As for using Google Earth, that looks like another steep learning curve!
As an aside, I'm surprised that it's so difficult to do this, I'd have thought Mssrs Garmin would have twigged that many of their users merely want a trace to appear on the GPS, rather than an over-fussy, blue flag embroidered line.
How are you preparing the routes? On Basecamp? And as tracks or routes?
And how are you exporting/saving them?
 

Nigelp

Thru Hiker
I’m very sure there is a setting on the device to display/hide ‘points of interest’ names or labels as they may call them. I’m not at home so can’t look at my Etrex30. Garmin hide settings so it could be in the route or map settings and not anything to do with the POI settings!
 

WilliamC

Thru Hiker
I created the route using Walkinghighlands https://www.walkhighlands.co.uk/maps/ which allows the route to be downloaded as a GPX. I save the GPX and copy and paste it into the Garmin's GPX folder.
I created a track using Walkinghighlands - in fact it creates a route, rather than a track.

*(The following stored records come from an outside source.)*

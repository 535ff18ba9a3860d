use anyhow::{bail, Result};
use rusqlite::{params, types::Type, Connection};

/// Offset added to schema versions before they are written to `PRAGMA user_version`,
/// so that databases created by other tools (user_version = 0) are never mistaken
/// for one of ours.
pub const BASE_DB_VERSION: usize = 99999;

#[macro_export]
macro_rules! sqlite_column {
    ($name:expr, $sql_type:expr $(, $field:ident = $value:expr)*) => {
        {
            // Only mutated when optional field assignments are passed in
            #[allow(unused_mut)]
            let mut column = Column {
                name: $name,
                sql_type: $sql_type,
                is_primary_key: false,
                non_null: false,
                default_value: None,
            };
            $(
                column.$field = $value;
            )*
            column
        }
    };
}

#[derive(Debug, PartialEq, Eq)]
pub enum SqlType {
    Text,
    Integer,
    Real,
}

impl SqlType {
    fn as_sql(&self) -> &'static str {
        match self {
            SqlType::Text => "TEXT",
            SqlType::Integer => "INTEGER",
            SqlType::Real => "REAL",
        }
    }

    fn from_sql(s: &str) -> Option<&'static SqlType> {
        match s {
            "TEXT" => Some(&SqlType::Text),
            "INTEGER" => Some(&SqlType::Integer),
            "REAL" => Some(&SqlType::Real),
            _ => None,
        }
    }
}

pub struct Column<'a, S: AsRef<str>> {
    pub name: S,
    pub sql_type: &'a SqlType,
    pub is_primary_key: bool,
    pub non_null: bool,
    pub default_value: Option<S>,
}

pub struct Table {
    pub name: &'static str,
    pub columns: &'static [Column<'static, &'static str>],
    pub indices: &'static [(&'static str, &'static str)],
}

impl Table {
    pub fn create(&self, conn: &Connection) -> Result<()> {
        let columns_sql = self
            .columns
            .iter()
            .map(|column| {
                let mut sql = format!("{} {}", column.name, column.sql_type.as_sql());
                if column.is_primary_key {
                    sql.push_str(" PRIMARY KEY");
                }
                if column.non_null {
                    sql.push_str(" NOT NULL");
                }
                if let Some(default_value) = column.default_value {
                    sql.push_str(&format!(" DEFAULT {}", default_value));
                }
                sql
            })
            .collect::<Vec<_>>()
            .join(", ");

        conn.execute(
            &format!("CREATE TABLE {} ({});", self.name, columns_sql),
            params![],
        )?;

        for (index_name, column_name) in self.indices {
            conn.execute(
                &format!(
                    "CREATE INDEX {} ON {}({});",
                    index_name, self.name, column_name
                ),
                params![],
            )?;
        }
        Ok(())
    }
}

pub struct VersionedSchema {
    pub version: usize,
    pub tables: &'static [Table],
}

fn strip_leading_and_trailing_parentheses<S: AsRef<str>>(s: S) -> String {
    let s = s.as_ref();
    if s.starts_with('(') && s.ends_with(')') {
        s[1..s.len() - 1].to_string()
    } else {
        s.to_string()
    }
}

impl VersionedSchema {
    pub fn create(&self, conn: &Connection) -> Result<()> {
        for table in self.tables {
            table.create(conn)?;
        }
        conn.execute(
            &format!("PRAGMA user_version = {}", BASE_DB_VERSION + self.version),
            [],
        )?;
        Ok(())
    }

    /// Checks that every table of this schema exists in `conn` with the expected
    /// columns (name, type, nullability, default, primary key) and indices.
    pub fn validate(&self, conn: &Connection) -> Result<()> {
        for table in self.tables {
            let mut stmt = conn.prepare(&format!("PRAGMA table_info({});", table.name))?;
            let actual_columns = stmt
                .query_map(params![], |row| {
                    let name = row.get::<usize, String>(1)?;
                    let type_name = row.get::<_, String>(2)?;
                    let sql_type = SqlType::from_sql(&type_name).ok_or_else(|| {
                        rusqlite::Error::InvalidColumnType(2, type_name.clone(), Type::Text)
                    })?;

                    Ok(Column {
                        name,
                        sql_type,
                        non_null: row.get::<_, i32>(3)? == 1,
                        default_value: row.get::<_, Option<String>>(4)?,
                        is_primary_key: row.get::<_, i32>(5)? == 1,
                    })
                })?
                .collect::<Result<Vec<Column<'_, String>>, _>>()?;

            if actual_columns.is_empty() {
                bail!("Table {} does not exist", table.name);
            }

            if actual_columns.len() != table.columns.len() {
                bail!(
                    "Table {} has {} columns, expected {}. Found column names: {}, expected: {}",
                    table.name,
                    actual_columns.len(),
                    table.columns.len(),
                    actual_columns
                        .iter()
                        .map(|c| c.name.as_str())
                        .collect::<Vec<_>>()
                        .join(", "),
                    table
                        .columns
                        .iter()
                        .map(|c| c.name)
                        .collect::<Vec<_>>()
                        .join(", ")
                );
            }

            for (actual_column, expected_column) in actual_columns.iter().zip(table.columns.iter())
            {
                if actual_column.name != expected_column.name {
                    bail!(
                        "Table {} Column name mismatch: expected {}, got {}",
                        table.name,
                        expected_column.name,
                        actual_column.name
                    );
                }
                if actual_column.sql_type != expected_column.sql_type {
                    bail!(
                        "Table {} Column {} type mismatch: expected {:?}, got {:?}",
                        table.name,
                        expected_column.name,
                        expected_column.sql_type,
                        actual_column.sql_type
                    );
                }
                if actual_column.non_null != expected_column.non_null {
                    bail!(
                        "Table {} Column {} non-null mismatch: expected {}, got {}",
                        table.name,
                        expected_column.name,
                        expected_column.non_null,
                        actual_column.non_null
                    );
                }

                // SQLite may report defaults wrapped in parentheses
                if actual_column
                    .default_value
                    .as_ref()
                    .map(strip_leading_and_trailing_parentheses)
                    != expected_column
                        .default_value
                        .map(strip_leading_and_trailing_parentheses)
                {
                    bail!(
                        "Table {} Column {} default value mismatch: expected {:?}, got {:?}",
                        table.name,
                        expected_column.name,
                        expected_column.default_value,
                        actual_column.default_value
                    );
                }
                if actual_column.is_primary_key != expected_column.is_primary_key {
                    bail!(
                        "Table {} Column {} primary key mismatch: expected {}, got {}",
                        table.name,
                        expected_column.name,
                        expected_column.is_primary_key,
                        actual_column.is_primary_key
                    );
                }
            }

            for (index_name, _column) in table.indices {
                let index_exists: bool = conn
                    .query_row(
                        "SELECT 1 FROM sqlite_master WHERE type='index' AND name=?1 AND tbl_name=?2",
                        params![index_name, table.name],
                        |_| Ok(true),
                    )
                    .unwrap_or(false);

                if !index_exists {
                    bail!("Table {} is missing index '{}'", table.name, index_name);
                }
            }
        }
        Ok(())
    }
}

If you import it into Garmin Basecamp, you can convert it into a track and that will remove the flag symbols (you'll have to delete the route to see the change).
This means a bit of extra work for you (import to Basecamp, convert, send to device) but it's not difficult.
I'm not clear on the practical differences between routes and tracks. I always use tracks and I haven't found a problem.
 

Nigelp

Thru Hiker
A track is usually where you have walked previously and more like a breadcrumb trail that follow the ‘curves’ of the trail more faithfully. A route is usually pre planned and is made up of a series ‘waypoints’ stitched together to form a route. This can be more straight lined due to the way the device navigates between points.
 

WilliamC

Thru Hiker
A track is usually where you have walked previously and more like a breadcrumb trail that follow the ‘curves’ of the trail more faithfully. A route is usually pre planned and is made up of a series ‘waypoints’ stitched together to form a route. This can be more straight lined due to the way the device navigates between points.
Yes, but in Basecamp you can create (from scratch) either routes or tracks plus convert from one to the other. And "routes" created on Google Earth are treated by Basecamp as tracks by default. I'm unaware of any disadvantages (or even differences) of using tracks for navigation rather than routes but others may know better.
 

the wizard

Summit Camper
As already mentioned, those blue flags indicates it is a route rather than a track. Those cannot be hide in the device, You have to convert it first to a track. Instead of Basecamp you can use Javawa's RTW tool, https://www.javawa.nl/rtwtool_en.html

He'd also recently made an online map tool, where you can drop your gpx route and save it as track
https://geo.javawa.nl/routefilter/

Another good website for route planning is ridewithgps.com, the route that you've created there can be saved as track, so you won't get those ugly waypoints (no OS maps though, only Google Maps and OSM).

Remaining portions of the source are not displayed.